While outbreaks have made headlines and led to sweeping changes in places such as nursing homes and schools, Jimenez said jails remain unsafe because they exist in the outskirts of people’s minds.
“Nobody wants to see what happens behind prison doors, because they feel that they’re in there for a reason and they don’t mean nothing,” Jimenez said. “They’re still human, they’re still people, they still have rights. I think if people understood that they’re hurting and dying, too, people might see that they’re not just outcasts.”
That’s one reason William Armaline, director of the San Jose State University Human Rights Institute and professor of sociology, said inhumane and unhealthy jail conditions for inmates have continued — people have always been disconnected.
“The basis through which people believe it’s OK to have a prison is because they don’t think they’re going there — that’s for bad people, for broken people,” Armaline said. “We believe that we’re separate from their lives when we aren’t.

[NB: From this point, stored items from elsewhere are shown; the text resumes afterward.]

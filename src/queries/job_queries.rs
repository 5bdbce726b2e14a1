//! Read side. No mutation rights: this service only loads aggregates,
//! resolves external references into display snapshots, and shapes pages for
//! dispatch boards. Reference resolution is best-effort — a collaborator
//! outage degrades labels to ids instead of failing the read.

use std::collections::BTreeMap;
use std::sync::Arc;
use std::time::Duration;

use chrono::{DateTime, Utc};
use futures::future::join_all;
use serde::Serialize;
use tracing::{instrument, warn};
use utoipa::ToSchema;
use uuid::Uuid;

use crate::collaborators::{
    with_deadline, ApartmentReader, ContractReader, DisplayRef, ServiceCatalog,
};
use crate::errors::ServiceError;
use crate::models::job::{JobAggregate, JobPriority, JobSource, JobStatus};
use crate::repositories::{JobFilters, JobRepository};

const MAX_PAGE_SIZE: u64 = 100;

#[derive(Debug, Serialize, ToSchema)]
pub struct JobPage {
    pub items: Vec<JobListItem>,
    pub total: u64,
    pub page: u64,
    pub limit: u64,
}

/// Dispatch-board row: the scalar attributes plus resolved display labels.
#[derive(Debug, Serialize, ToSchema)]
pub struct JobListItem {
    pub id: Uuid,
    pub tenant: String,
    pub code: String,
    pub title: BTreeMap<String, String>,
    pub status: JobStatus,
    pub priority: JobPriority,
    pub source: JobSource,
    pub tags: Vec<String>,
    pub is_active: bool,
    pub planned_start: Option<DateTime<Utc>>,
    pub planned_end: Option<DateTime<Utc>>,
    pub due_at: Option<DateTime<Utc>>,
    pub on_time: Option<bool>,
    pub assignee_count: usize,
    pub lead_ref: Option<Uuid>,
    pub apartment: Option<DisplayRef>,
    pub service: Option<DisplayRef>,
    pub contract: Option<DisplayRef>,
    pub created_at: DateTime<Utc>,
    pub version: i32,
}

/// Full aggregate plus resolved references, for the detail view.
#[derive(Debug, Serialize, ToSchema)]
pub struct JobView {
    pub job: JobAggregate,
    pub apartment: Option<DisplayRef>,
    pub service: Option<DisplayRef>,
    pub contract: Option<DisplayRef>,
}

pub struct JobQueryService {
    repository: Arc<dyn JobRepository>,
    apartments: Arc<dyn ApartmentReader>,
    services: Arc<dyn ServiceCatalog>,
    contracts: Arc<dyn ContractReader>,
    lookup_deadline: Duration,
}

impl JobQueryService {
    pub fn new(
        repository: Arc<dyn JobRepository>,
        apartments: Arc<dyn ApartmentReader>,
        services: Arc<dyn ServiceCatalog>,
        contracts: Arc<dyn ContractReader>,
        lookup_deadline: Duration,
    ) -> Self {
        Self {
            repository,
            apartments,
            services,
            contracts,
            lookup_deadline,
        }
    }

    #[instrument(skip(self, filters))]
    pub async fn list(
        &self,
        filters: &JobFilters,
        page: u64,
        limit: u64,
    ) -> Result<JobPage, ServiceError> {
        let page = page.max(1);
        let limit = limit.clamp(1, MAX_PAGE_SIZE);

        let (jobs, total) = self.repository.list(filters, page, limit).await?;
        let items = join_all(jobs.into_iter().map(|job| self.to_list_item(job))).await;

        Ok(JobPage {
            items,
            total,
            page,
            limit,
        })
    }

    #[instrument(skip(self))]
    pub async fn get(&self, id: Uuid) -> Result<JobView, ServiceError> {
        let job = self
            .repository
            .find_by_id(id)
            .await?
            .ok_or(ServiceError::JobNotFound(id))?;

        let apartment = self.resolve_apartment(job.apartment_ref).await;
        let service = self.resolve_service(job.service_ref).await;
        let contract = self.resolve_contract(job.contract_ref).await;

        Ok(JobView {
            job,
            apartment,
            service,
            contract,
        })
    }

    async fn to_list_item(&self, job: JobAggregate) -> JobListItem {
        let apartment = self.resolve_apartment(job.apartment_ref).await;
        let service = self.resolve_service(job.service_ref).await;
        let contract = self.resolve_contract(job.contract_ref).await;

        JobListItem {
            id: job.id,
            tenant: job.tenant,
            code: job.code,
            title: job.title,
            status: job.status,
            priority: job.priority,
            source: job.source,
            tags: job.tags,
            is_active: job.is_active,
            planned_start: job.schedule.planned_start,
            planned_end: job.schedule.planned_end,
            due_at: job.schedule.due_at,
            on_time: job.schedule.on_time,
            assignee_count: job.assignments.len(),
            lead_ref: job
                .assignments
                .iter()
                .find(|a| a.role == crate::models::job::AssigneeRole::Lead)
                .map(|a| a.employee_ref),
            apartment,
            service,
            contract,
            created_at: job.created_at,
            version: job.version,
        }
    }

    async fn resolve_apartment(&self, id: Option<Uuid>) -> Option<DisplayRef> {
        let id = id?;
        match with_deadline(
            "apartment reader",
            self.lookup_deadline,
            self.apartments.resolve(id),
        )
        .await
        {
            Ok(found) => found,
            Err(e) => {
                warn!(apartment_id = %id, error = %e, "apartment label unresolved");
                None
            }
        }
    }

    async fn resolve_service(&self, id: Option<Uuid>) -> Option<DisplayRef> {
        let id = id?;
        match with_deadline(
            "service catalog",
            self.lookup_deadline,
            self.services.resolve(id),
        )
        .await
        {
            Ok(found) => found,
            Err(e) => {
                warn!(service_id = %id, error = %e, "service label unresolved");
                None
            }
        }
    }

    async fn resolve_contract(&self, id: Option<Uuid>) -> Option<DisplayRef> {
        let id = id?;
        match with_deadline(
            "contract reader",
            self.lookup_deadline,
            self.contracts.resolve(id),
        )
        .await
        {
            Ok(found) => found.map(|c| DisplayRef {
                id: c.id,
                label: c.label,
            }),
            Err(e) => {
                warn!(contract_id = %id, error = %e, "contract label unresolved");
                None
            }
        }
    }
}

Now there are real crises on the inside that affect all of us and we literally can’t deal with them because of this.”
He pointed to efforts from public defenders and activist organizations such as Silicon Valley De-Bug that try to break down social and political barriers, to hold public officials accountable for enforcement and change.
Until then, people like Covarrubias sit in jail awaiting the chance to defend themselves. Despite claims of innocence until proven guilty, Armaline argues that no-bail sentencing is pre-trail criminalization, as jobs, property and rights are often lost when the accused stays behind bars.
“To be held in there, you’ve already been punished,” he said. “This is a life-altering experience and you have not been convicted of a crime yet. The only thing would make the experience different is if you’re rich and powerful.”